[Data to process Boundary: Start]

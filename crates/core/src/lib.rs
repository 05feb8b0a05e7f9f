//! Planetgen is a procedural planet generator. Given a seed and a handful of
//! physical knobs, it builds a Goldberg polyhedron (a sphere tiled with
//! hexagons and exactly 12 pentagons), splits it into tectonic plates,
//! classifies the plate boundaries, and derives elevation, climate, rainfall,
//! rivers and biomes for every polygon. Impact craters and volcanoes can be
//! stamped on top. Rendering and persistence are left to the
//! consumer; this crate only produces the data.
//!
//! ```no_run
//! use planetgen::{Planet, PlanetConfig};
//!
//! # fn main() -> anyhow::Result<()> {
//! let config = PlanetConfig::default();
//! let planet = Planet::generate(config)?;
//! println!("{} polygons", planet.polygons().len());
//! // From here you can display/use the planet however you like.
//! # Ok(())
//! # }
//! ```
//!
//! Generation is fully deterministic: two planets generated from the same
//! [PlanetConfig] are identical. See [PlanetConfig] for details on how
//! generation can be customized, and [TectonicBias] for deriving a config
//! from the physical properties of a planet.

mod bias;
mod config;
mod planet;
mod progress;
mod util;

pub use crate::{
    bias::{PlanetPhysics, TectonicBias},
    config::{
        ClimateConfig, ClimateModel, DistortionSchedule, DistributionConfig,
        ErosionConfig, ImpactConfig, PlanetConfig, PlanetSize, Seed,
    },
    planet::{
        adjacency::AdjacencyGraph,
        biome::{Biome, BiomeType},
        boundary::{BoundaryAnalysis, BoundaryType, PlatePair, PlateType},
        climate::ClimateZone,
        height,
        impact::{ImpactFeature, ImpactProfile},
        plate::PlateAssignment,
        polygon::Polygon,
        river::River,
        Planet, PlanetStats,
    },
    progress::{
        GenerationPhase, LogListener, NoopListener, ProgressListener,
    },
};
//! What happens to a plate along each kind of boundary. The rules here are
//! pure data: a boundary case maps to a list of [EffectGroup]s, and the mass
//! growth that consumes them lives in [apply_boundary_effects].

use crate::planet::{
    boundary::{BoundaryType, PlateType},
    generate::elevation::{ElevationContext, TerrainState},
    height,
};
use rand::Rng;

/// Which config multiplier scales a layer's height change
#[derive(Copy, Clone, Debug, PartialEq)]
pub enum Scale {
    /// Uplift, scaled by the height multiplier
    Height,
    /// Subsidence, scaled by the rift multiplier
    Rift,
}

/// One ring of height change spreading into a plate from its border with
/// another plate
#[derive(Copy, Clone, Debug, PartialEq)]
pub struct EffectLayer {
    /// Stop growing once the affected area covers this fraction of the plate
    pub max_fraction: f64,
    /// Band change applied to every affected polygon
    pub delta: i32,
    /// Chance for each candidate polygon to join the affected area, per
    /// growth step. Lower values give more ragged shapes.
    pub admission: f64,
}

/// A set of layers that are applied together, or not at all
#[derive(Copy, Clone, Debug, PartialEq)]
pub struct EffectGroup {
    /// Chance that this group applies at all. 1.0 means always, without
    /// rolling.
    pub chance: f64,
    pub layers: &'static [EffectLayer],
}

const fn layer(max_fraction: f64, delta: i32, admission: f64) -> EffectLayer {
    EffectLayer {
        max_fraction,
        delta,
        admission,
    }
}

const fn always(layers: &'static [EffectLayer]) -> EffectGroup {
    EffectGroup {
        chance: 1.0,
        layers,
    }
}

/// A physical interaction between two plates, from the point of view of the
/// first (affected) plate. Names describe what happens to that plate.
#[derive(Copy, Clone, Debug, PartialEq, Eq)]
pub enum BoundaryCase {
    /// Convergent, oceanic against oceanic
    IslandArc,
    /// Convergent, oceanic against continental
    SubductingOcean,
    /// Convergent, continental against oceanic
    ContinentalArc,
    /// Convergent, continental against continental
    Collision,
    /// Divergent, oceanic against continental
    OceanicRidge,
    /// Divergent, continental against oceanic
    PassiveMargin,
    /// Divergent, continental against continental
    ContinentalRift,
    /// Transform, oceanic against continental
    TransformRidge,
    /// Transform, continental against oceanic
    TransformMargin,
    /// Transform, continental against continental
    PullApartBasin,
}

impl BoundaryCase {
    /// Pick the case for a plate of type `plate` touching a plate of type
    /// `other`. `None` means the boundary has no effect on terrain.
    pub fn classify(
        boundary: BoundaryType,
        plate: PlateType,
        other: PlateType,
    ) -> Option<Self> {
        use PlateType::{Continental as C, Oceanic as O};
        match (boundary, plate, other) {
            (BoundaryType::Convergent, O, O) => Some(Self::IslandArc),
            (BoundaryType::Convergent, O, C) => Some(Self::SubductingOcean),
            (BoundaryType::Convergent, C, O) => Some(Self::ContinentalArc),
            (BoundaryType::Convergent, C, C) => Some(Self::Collision),
            (BoundaryType::Divergent, O, C) => Some(Self::OceanicRidge),
            (BoundaryType::Divergent, C, O) => Some(Self::PassiveMargin),
            (BoundaryType::Divergent, C, C) => Some(Self::ContinentalRift),
            (BoundaryType::Transform, O, C) => Some(Self::TransformRidge),
            (BoundaryType::Transform, C, O) => Some(Self::TransformMargin),
            (BoundaryType::Transform, C, C) => Some(Self::PullApartBasin),
            (BoundaryType::Divergent, O, O)
            | (BoundaryType::Transform, O, O)
            | (BoundaryType::Inactive, _, _) => None,
        }
    }

    pub fn scale(self) -> Scale {
        match self {
            Self::IslandArc
            | Self::SubductingOcean
            | Self::ContinentalArc
            | Self::Collision
            | Self::OceanicRidge
            | Self::TransformRidge => Scale::Height,
            Self::PassiveMargin
            | Self::ContinentalRift
            | Self::TransformMargin
            | Self::PullApartBasin => Scale::Rift,
        }
    }

    pub fn groups(self) -> &'static [EffectGroup] {
        match self {
            Self::IslandArc => ISLAND_ARC,
            Self::SubductingOcean => SUBDUCTING_OCEAN,
            Self::ContinentalArc => CONTINENTAL_ARC,
            Self::Collision => COLLISION,
            Self::OceanicRidge => OCEANIC_RIDGE,
            Self::PassiveMargin => PASSIVE_MARGIN,
            Self::ContinentalRift => CONTINENTAL_RIFT,
            Self::TransformRidge => TRANSFORM_RIDGE,
            Self::TransformMargin => TRANSFORM_MARGIN,
            Self::PullApartBasin => PULL_APART_BASIN,
        }
    }
}

const ISLAND_ARC: &[EffectGroup] = &[always(&[layer(0.15, 1, 0.10)])];
const SUBDUCTING_OCEAN: &[EffectGroup] = &[always(&[
    layer(0.35, 1, 0.40),
    layer(0.15, 1, 0.25),
    layer(0.10, 1, 0.25),
])];
const CONTINENTAL_ARC: &[EffectGroup] =
    &[always(&[layer(0.25, 1, 0.35), layer(0.15, 1, 0.10)])];
// The second uplift only happens half the time
const COLLISION: &[EffectGroup] = &[
    always(&[layer(0.25, 1, 0.35)]),
    EffectGroup {
        chance: 0.5,
        layers: &[layer(0.10, 1, 0.10)],
    },
];
const OCEANIC_RIDGE: &[EffectGroup] = &[always(&[layer(0.15, 1, 0.10)])];
const PASSIVE_MARGIN: &[EffectGroup] =
    &[always(&[layer(0.35, -1, 0.35), layer(0.25, -1, 0.10)])];
const CONTINENTAL_RIFT: &[EffectGroup] = &[always(&[
    layer(0.60, -1, 0.55),
    layer(0.45, -1, 0.40),
    layer(0.35, -1, 0.20),
    layer(0.25, -1, 0.10),
    layer(0.15, -1, 0.10),
])];
const TRANSFORM_RIDGE: &[EffectGroup] =
    &[always(&[layer(0.35, 1, 0.40), layer(0.25, 1, 0.25)])];
const TRANSFORM_MARGIN: &[EffectGroup] = &[always(&[layer(0.35, -1, 0.25)])];
const PULL_APART_BASIN: &[EffectGroup] = &[EffectGroup {
    chance: 0.25,
    layers: &[layer(0.20, -1, 0.25), layer(0.15, -1, 0.15)],
}];

/// Apply every boundary's effects. For each adjacent pair, only the plate
/// with the lower index is affected.
pub fn apply_boundary_effects(
    terrain: &mut TerrainState,
    context: &ElevationContext,
    rng: &mut impl Rng,
) {
    let plates = context.plates;
    let boundaries = context.boundaries;
    for plate in 0..plates.plate_count() {
        for &other in plates.adjacent_plates(plate) {
            if other <= plate {
                continue;
            }
            let case =
                boundaries.boundary(plate, other).and_then(|boundary| {
                    BoundaryCase::classify(
                        boundary,
                        boundaries.plate_type(plate),
                        boundaries.plate_type(other),
                    )
                });
            let case = match case {
                Some(case) => case,
                None => continue,
            };

            let multiplier = match case.scale() {
                Scale::Height => context.config.height_scale,
                Scale::Rift => context.config.rift_depth,
            };
            for group in case.groups() {
                if group.chance < 1.0 && rng.gen::<f64>() >= group.chance {
                    continue;
                }
                for layer in group.layers {
                    let delta = scaled_delta(layer.delta, multiplier, rng);
                    grow_mass(
                        terrain, context, plate, other, layer, delta, rng,
                    );
                }
            }
        }
    }
}

/// Multipliers above 1 give a layer a chance to move one band further
fn scaled_delta(delta: i32, multiplier: f64, rng: &mut impl Rng) -> i32 {
    let extra_chance = multiplier - 1.0;
    if extra_chance > 0.0 && rng.gen::<f64>() < extra_chance {
        delta + delta.signum()
    } else {
        delta
    }
}

/// Grow an affected area into `plate`, starting from every polygon that
/// touches `other`, then shift the height of everything in it by `delta`.
fn grow_mass(
    terrain: &mut TerrainState,
    context: &ElevationContext,
    plate: usize,
    other: usize,
    layer: &EffectLayer,
    delta: i32,
    rng: &mut impl Rng,
) {
    if layer.max_fraction <= 0.0 {
        return;
    }
    let adjacency = context.adjacency;
    let plates = context.plates;
    let plate_polygons = plates.plate(plate);

    terrain.clear_marks();
    let mut mass: Vec<usize> = Vec::new();
    for &polygon in plate_polygons {
        let borders_other = adjacency
            .neighbors(polygon)
            .iter()
            .any(|&neighbor| plates.plate_of(neighbor) == other);
        if borders_other {
            terrain.mark(polygon);
            mass.push(polygon);
        }
    }

    let plate_size = plate_polygons.len() as f64;
    while !mass.is_empty()
        && (mass.len() as f64 / plate_size) < layer.max_fraction
    {
        let mut added = Vec::new();
        for &polygon in &mass {
            for &neighbor in adjacency.neighbors(polygon) {
                if !terrain.is_marked(neighbor)
                    && plates.plate_of(neighbor) == plate
                    && rng.gen::<f64>() < layer.admission
                {
                    terrain.mark(neighbor);
                    added.push(neighbor);
                }
            }
        }
        if added.is_empty() {
            break;
        }
        mass.extend(added);
    }

    for polygon in mass {
        terrain.set(polygon, height::clamp_band(terrain.get(polygon) + delta));
    }
}

#[cfg(test)]
mod tests {
    use super::*;
    use strum::IntoEnumIterator;

    #[test]
    fn test_classify_is_directional() {
        use PlateType::*;
        let divergent = BoundaryType::Divergent;
        assert_eq!(
            BoundaryCase::classify(divergent, Oceanic, Continental),
            Some(BoundaryCase::OceanicRidge)
        );
        assert_eq!(
            BoundaryCase::classify(divergent, Continental, Oceanic),
            Some(BoundaryCase::PassiveMargin)
        );
        assert_eq!(
            BoundaryCase::classify(BoundaryType::Transform, Oceanic, Oceanic),
            None
        );
    }

    #[test]
    fn test_inactive_does_nothing() {
        for plate in PlateType::iter() {
            for other in PlateType::iter() {
                let inactive = BoundaryType::Inactive;
                let case = BoundaryCase::classify(inactive, plate, other);
                assert_eq!(case, None);
            }
        }
    }

    #[test]
    fn test_layers_sane() {
        let cases = [
            BoundaryCase::IslandArc,
            BoundaryCase::SubductingOcean,
            BoundaryCase::ContinentalArc,
            BoundaryCase::Collision,
            BoundaryCase::OceanicRidge,
            BoundaryCase::PassiveMargin,
            BoundaryCase::ContinentalRift,
            BoundaryCase::TransformRidge,
            BoundaryCase::TransformMargin,
            BoundaryCase::PullApartBasin,
        ];
        for case in cases {
            let groups = case.groups();
            assert!(!groups.is_empty(), "{:?} has no effect", case);
            for group in groups {
                assert!(group.chance > 0.0 && group.chance <= 1.0);
                assert!((1..=5).contains(&group.layers.len()));
                for layer in group.layers {
                    // Uplift goes with the height multiplier, subsidence
                    // with the rift multiplier
                    let expected = if layer.delta > 0 {
                        Scale::Height
                    } else {
                        Scale::Rift
                    };
                    assert_eq!(case.scale(), expected, "{:?}", case);
                    assert!(layer.max_fraction > 0.0);
                    assert!(layer.max_fraction < 1.0);
                }
            }
        }
    }

    #[test]
    fn test_scaled_delta() {
        let mut rng = crate::util::phase_rng(0, 2);
        // No multiplier bonus means no change
        for _ in 0..10 {
            assert_eq!(scaled_delta(1, 1.0, &mut rng), 1);
            assert_eq!(scaled_delta(-1, 0.5, &mut rng), -1);
        }
        // A multiplier of 2 always adds a band
        assert_eq!(scaled_delta(1, 2.0, &mut rng), 2);
        assert_eq!(scaled_delta(-1, 2.0, &mut rng), -2);
    }
}
use crate::planet::{
    generate::elevation::{ElevationContext, TerrainState},
    height,
};
use log::{debug, warn};
use rand::Rng;

/// Water above this much over the target gets raised
const WATER_EXCESS_TOLERANCE: f64 = 0.05;
/// Water this much below the target gets lowered
const WATER_SHORTFALL_TOLERANCE: f64 = 0.01;
/// Chance for each eligible polygon to shift, per water level pass
const WATER_SHIFT_CHANCE: f64 = 0.35;

/// Nudge the sea level toward the configured water fraction. Too much water
/// raises the shallows, too little sinks the lowlands. Stops once within
/// tolerance, when a pass changes nothing, or when the iteration budget runs
/// out.
pub fn adjust_water_level(
    terrain: &mut TerrainState,
    context: &ElevationContext,
    rng: &mut impl Rng,
) {
    let target = context.config.water_fraction;
    let too_wet = |terrain: &TerrainState| {
        terrain.fraction_below(height::LOWLAND)
            > target + WATER_EXCESS_TOLERANCE
    };
    let too_dry = |terrain: &TerrainState| {
        terrain.fraction_below(height::LOWLAND)
            < target - WATER_SHORTFALL_TOLERANCE
    };

    correct(
        terrain,
        rng,
        Correction {
            label: "Water level (raise)",
            needed: &too_wet,
            eligible: &|band| {
                band == height::COASTAL || band == height::SHALLOW_OCEAN
            },
            delta: 1,
            chance: WATER_SHIFT_CHANCE,
        },
    );
    correct(
        terrain,
        rng,
        Correction {
            label: "Water level (lower)",
            needed: &too_dry,
            eligible: &|band| band == height::LOWLAND,
            delta: -1,
            chance: WATER_SHIFT_CHANCE,
        },
    );
    debug!(
        "Water fraction {:.3}, target {:.3}",
        terrain.fraction_below(height::LOWLAND),
        target
    );
}

/// Push the band histogram toward the configured terrain distribution:
/// few mountains, enough farmland, not too many hills, and not too much
/// lowland.
pub fn adjust_distribution(
    terrain: &mut TerrainState,
    context: &ElevationContext,
    rng: &mut impl Rng,
) {
    let targets = &context.config.distribution;

    correct(
        terrain,
        rng,
        Correction {
            label: "Mountain fraction",
            needed: &|terrain| {
                terrain.fraction_above(height::HILLS)
                    >= targets.max_mountain_fraction
            },
            eligible: &|band| band > height::HILLS,
            delta: -1,
            chance: targets.mountain_chance,
        },
    );
    correct(
        terrain,
        rng,
        Correction {
            label: "Farmable fraction",
            needed: &|terrain| {
                terrain.fraction_of(height::PLAINS)
                    + terrain.fraction_of(height::LOWLAND)
                    < targets.min_farmable_fraction
            },
            eligible: &|band| band == height::HILLS,
            delta: -1,
            chance: targets.farmable_chance,
        },
    );
    correct(
        terrain,
        rng,
        Correction {
            label: "Hill fraction",
            needed: &|terrain| {
                terrain.fraction_of(height::HILLS) > targets.max_hill_fraction
            },
            eligible: &|band| band == height::HILLS,
            delta: -1,
            chance: targets.hill_chance,
        },
    );
    correct(
        terrain,
        rng,
        Correction {
            label: "Lowland fraction",
            needed: &|terrain| {
                terrain.fraction_of(height::LOWLAND)
                    > targets.max_lowland_fraction
            },
            eligible: &|band| band == height::LOWLAND,
            delta: 1,
            chance: targets.lowland_chance,
        },
    );
}

/// One iterative histogram correction
struct Correction<'a> {
    label: &'a str,
    /// Is the terrain still off target?
    needed: &'a dyn Fn(&TerrainState) -> bool,
    /// Can a polygon in this band be shifted?
    eligible: &'a dyn Fn(i32) -> bool,
    /// Band change for each shifted polygon
    delta: i32,
    /// Chance for each eligible polygon to shift, per pass
    chance: f64,
}

/// Repeatedly sweep every polygon, shifting eligible ones with some chance,
/// until the correction is no longer needed. Each pass stops as soon as the
/// target is met. Gives up if a pass shifts nothing, or after `2n` passes.
fn correct(
    terrain: &mut TerrainState,
    rng: &mut impl Rng,
    correction: Correction,
) {
    let max_iterations = terrain.len() * 2;
    let mut iterations = 0;
    while (correction.needed)(terrain) {
        if iterations >= max_iterations {
            warn!(
                "{} correction hit its limit of {} passes short of target",
                correction.label, max_iterations
            );
            return;
        }

        let mut modified = 0;
        for polygon in 0..terrain.len() {
            let band = terrain.get(polygon);
            if (correction.eligible)(band)
                && rng.gen::<f64>() < correction.chance
            {
                terrain.set(polygon, band + correction.delta);
                modified += 1;
                if !(correction.needed)(terrain) {
                    break;
                }
            }
        }
        iterations += 1;

        if modified == 0 {
            debug!(
                "{} correction stalled after {} passes",
                correction.label, iterations
            );
            return;
        }
    }
    debug!("{} correction took {} passes", correction.label, iterations);
}

#[cfg(test)]
mod tests {
    use super::*;
    use crate::{
        planet::{
            adjacency::AdjacencyGraph,
            boundary::{BoundaryAnalysis, PlateType},
            plate::PlateAssignment,
        },
        util::phase_rng,
        PlanetConfig,
    };
    use std::collections::BTreeMap;

    /// Run a pass over 100 disconnected polygons on a single plate
    fn run(
        heights: Vec<i32>,
        config: PlanetConfig,
        pass: fn(&mut TerrainState, &ElevationContext, &mut rand_pcg::Pcg64),
    ) -> TerrainState {
        let adjacency = AdjacencyGraph::from_neighbors(vec![vec![]; 100]);
        let plates = PlateAssignment::new(
            vec![0; 100],
            vec![(0..100).collect()],
            &adjacency,
        );
        let boundaries = BoundaryAnalysis::new(
            vec![PlateType::Continental],
            BTreeMap::new(),
            vec![0],
        );
        let context = ElevationContext {
            config: &config,
            adjacency: &adjacency,
            plates: &plates,
            boundaries: &boundaries,
        };
        let mut terrain = TerrainState::new(heights);
        pass(&mut terrain, &context, &mut phase_rng(11, 2));
        terrain
    }

    /// `count` polygons of `band`, then plains for the rest
    fn heights(band: i32, count: usize) -> Vec<i32> {
        let mut heights = vec![band; count];
        heights.resize(100, height::PLAINS);
        heights
    }

    #[test]
    fn test_water_raised() {
        let config = PlanetConfig {
            water_fraction: 0.3,
            ..PlanetConfig::default()
        };
        let terrain = run(heights(height::COASTAL, 60), config, |t, c, r| {
            adjust_water_level(t, c, r)
        });
        let water = terrain.fraction_below(height::LOWLAND);
        assert!(water <= 0.35, "water fraction {}", water);
        assert!(water > 0.3);
    }

    #[test]
    fn test_water_lowered() {
        let config = PlanetConfig {
            water_fraction: 0.5,
            ..PlanetConfig::default()
        };
        let terrain = run(heights(height::LOWLAND, 80), config, |t, c, r| {
            adjust_water_level(t, c, r)
        });
        let water = terrain.fraction_below(height::LOWLAND);
        assert!(water >= 0.49, "water fraction {}", water);
        assert!(water < 0.51);
    }

    #[test]
    fn test_deep_water_untouched() {
        // Only deep water, so there's nothing eligible to raise
        let config = PlanetConfig {
            water_fraction: 0.1,
            ..PlanetConfig::default()
        };
        let terrain =
            run(heights(height::DEEP_OCEAN, 90), config, |t, c, r| {
                adjust_water_level(t, c, r)
            });
        assert_eq!(terrain.fraction_of(height::DEEP_OCEAN), 0.9);
    }

    #[test]
    fn test_mountains_worn_down() {
        let terrain = run(
            heights(height::HIGH_MOUNTAINS, 40),
            PlanetConfig::default(),
            |t, c, r| adjust_distribution(t, c, r),
        );
        assert!(terrain.fraction_above(height::HILLS) < 0.05);
        // Too many hills get flattened too
        assert!(terrain.fraction_of(height::HILLS) <= 0.14);
    }

    #[test]
    fn test_lowland_raised() {
        let terrain = run(
            heights(height::LOWLAND, 50),
            PlanetConfig::default(),
            |t, c, r| adjust_distribution(t, c, r),
        );
        assert!(terrain.fraction_of(height::LOWLAND) <= 0.08);
    }
}
mod chat;

use std::sync::Arc;

use anyhow::Context as _;
use clap::{Parser, Subcommand};
use indicatif::{ProgressBar, ProgressStyle};

use crate::{
    config::Config,
    ingest::DocumentIngestor,
    knowledge::KnowledgeTool,
    model::{EmbeddingModel, LangModel, OllamaClient},
    session::{FileSessionStore, InMemorySessionStore, SessionStore},
    vector_store::{ActiveIndex, VectorIndex, open_or_build_with_progress, rebuild_with_progress},
};

#[derive(Parser, Debug)]
#[command(
    name = "ragdesk",
    version,
    about = "Technical support assistant over a local knowledge base",
    long_about = "Backend URLs, model names and paths are read from RAGDESK_* environment variables (a .env file is loaded when present)."
)]
struct Cli {
    #[command(subcommand)]
    command: Option<Commands>,
}

#[derive(Subcommand, Debug)]
enum Commands {
    /// Chat with the assistant (default)
    Chat {
        #[arg(long, help = "Session id to resume. Defaults to RAGDESK_SESSION_ID.")]
        session: Option<String>,
    },
    /// Re-ingest the corpus and replace the persisted index
    Reindex,
    /// Run one knowledge base search and print what the assistant would see
    Search {
        query: String,

        #[arg(long, help = "Number of passages to return. Defaults to RAGDESK_TOP_K.")]
        top_k: Option<usize>,
    },
}

/// Providers and ingestion settings built from one [`Config`].
pub(crate) struct Services {
    config: Config,
    lm: LangModel,
    ingestor: DocumentIngestor,
}

impl Services {
    fn from_config(config: Config) -> anyhow::Result<Self> {
        let client = OllamaClient::from_config(&config)?;
        let embedding_model = EmbeddingModel::new_ollama(
            client.clone(),
            config.embedding_model.clone(),
            config.embed_max_input_chars,
        )
        .with_timeout(config.request_timeout());
        let lm = LangModel::new_ollama(client, config.chat_model.clone())
            .with_timeout(config.request_timeout());
        let ingestor = DocumentIngestor::from_config(embedding_model, &config)?;
        Ok(Self {
            config,
            lm,
            ingestor,
        })
    }

    fn session_store(&self) -> Arc<dyn SessionStore> {
        match &self.config.session_dir {
            Some(dir) => Arc::new(FileSessionStore::new(dir.clone())),
            None => Arc::new(InMemorySessionStore::new()),
        }
    }

    fn knowledge_tool(&self, index: Arc<ActiveIndex>) -> anyhow::Result<KnowledgeTool> {
        Ok(
            KnowledgeTool::new(index, self.ingestor.embedding_model().clone())
                .with_top_k(self.config.top_k)?,
        )
    }

    async fn open_index(&self) -> anyhow::Result<VectorIndex> {
        let pb = embedding_progress_bar()?;
        let index = open_or_build_with_progress(
            &self.config.index_dir,
            &self.config.data_dir,
            &self.ingestor,
            |comment, current, total| {
                pb.set_length(total as u64);
                pb.set_position(current as u64);
                pb.set_message(comment.to_owned());
            },
        )
        .await;
        pb.finish_and_clear();
        index.with_context(|| {
            format!(
                "cannot open the index at {}",
                self.config.index_dir.display()
            )
        })
    }

    async fn rebuild_index(&self) -> anyhow::Result<VectorIndex> {
        let pb = embedding_progress_bar()?;
        let index = rebuild_with_progress(
            &self.config.index_dir,
            &self.config.data_dir,
            &self.ingestor,
            |comment, current, total| {
                pb.set_length(total as u64);
                pb.set_position(current as u64);
                pb.set_message(comment.to_owned());
            },
        )
        .await;
        pb.finish_and_clear();
        index.with_context(|| format!("cannot rebuild from {}", self.config.data_dir.display()))
    }
}

fn embedding_progress_bar() -> anyhow::Result<ProgressBar> {
    let style = ProgressStyle::default_bar()
        .template("{spinner:.green} {msg} [{wide_bar:.cyan/blue}] {pos}/{len} [{elapsed_precise}]")?
        .progress_chars("#>-");
    let pb = ProgressBar::new(0);
    pb.set_style(style);
    Ok(pb)
}

pub async fn ragdesk_cli(args: Vec<String>) -> anyhow::Result<()> {
    let cli = Cli::parse_from(args);
    let config = Config::from_env().context("invalid configuration")?;
    let services = Services::from_config(config)?;

    match cli.command.unwrap_or(Commands::Chat { session: None }) {
        Commands::Chat { session } => {
            let session = session.unwrap_or_else(|| services.config.session_id.clone());
            chat::run(&services, session).await
        }
        Commands::Reindex => {
            let index = services.rebuild_index().await?;
            println!(
                "Indexed {} chunks into {}",
                index.len(),
                services.config.index_dir.display()
            );
            Ok(())
        }
        Commands::Search { query, top_k } => {
            let index = Arc::new(ActiveIndex::new(services.open_index().await?));
            let mut tool = services.knowledge_tool(index)?;
            if let Some(top_k) = top_k {
                tool = tool.with_top_k(top_k)?;
            }
            println!("{}", tool.search(&query).await?);
            Ok(())
        }
    }
}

[Data to process Boundary: End]

Problem description:
The lines from the beginning of the records through the line containing "volcanoes can be" should be reproduced exactly. Include nothing else.

Answer to this task:
filename crates/core/src/lib.rs
repository 05feb8b0a05e7f9f
//! Planetgen is a procedural planet generator. Given a seed and a handful of
//! physical knobs, it builds a Goldberg polyhedron (a sphere tiled with
//! hexagons and exactly 12 pentagons), splits it into tectonic plates,
//! classifies the plate boundaries, and derives elevation, climate, rainfall,
//! rivers and biomes for every polygon. Impact craters and volcanoes can be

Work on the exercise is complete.